Source data:
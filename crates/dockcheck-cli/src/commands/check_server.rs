//! `dockcheck check-server`: Assertion checks against the server image.

use clap::Args;
use dockcheck_harness::checks::ServerChecks;
use dockcheck_runtime::discovery;

use super::{GlobalArgs, Overrides, docker, http_client, resolve_config};
use crate::output;

/// Arguments for the `check-server` command.
#[derive(Args, Debug)]
pub struct CheckServerArgs {
    /// Configuration overrides.
    #[command(flatten)]
    pub overrides: Overrides,

    /// Pipeline the fixture configuration defines.
    #[arg(long)]
    pub fixture_pipeline: Option<String>,

    /// Plugin id the server must have loaded (repeatable).
    #[arg(long = "plugin")]
    pub plugins: Vec<String>,
}

/// Executes the `check-server` command.
///
/// # Errors
///
/// Returns an error if no server image is found or a check fails.
pub fn execute(global: &GlobalArgs, args: CheckServerArgs) -> anyhow::Result<()> {
    output::print_header();
    let mut config = resolve_config(global, &args.overrides)?;
    if args.fixture_pipeline.is_some() {
        config.server.fixture_pipeline = args.fixture_pipeline;
    }
    config.expected_plugins.extend(args.plugins);

    let runtime = docker(global)?;
    let http = http_client()?;
    let images = discovery::discover(
        &runtime,
        &config.server.image_filter,
        &config.workers.image_filter,
    )?;
    tracing::info!(image = %images.server.id, "checking server image");

    let outcomes = ServerChecks::new(&runtime, &http, &config)?.run_all(&images.server.id)?;
    output::print_checks(&outcomes);
    Ok(())
}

What to do:
Copy out all lines from the records where the word "docker" appears.

Exercise solution:
use super::{GlobalArgs, Overrides, docker, http_client, resolve_config};
    let runtime = docker(global)?;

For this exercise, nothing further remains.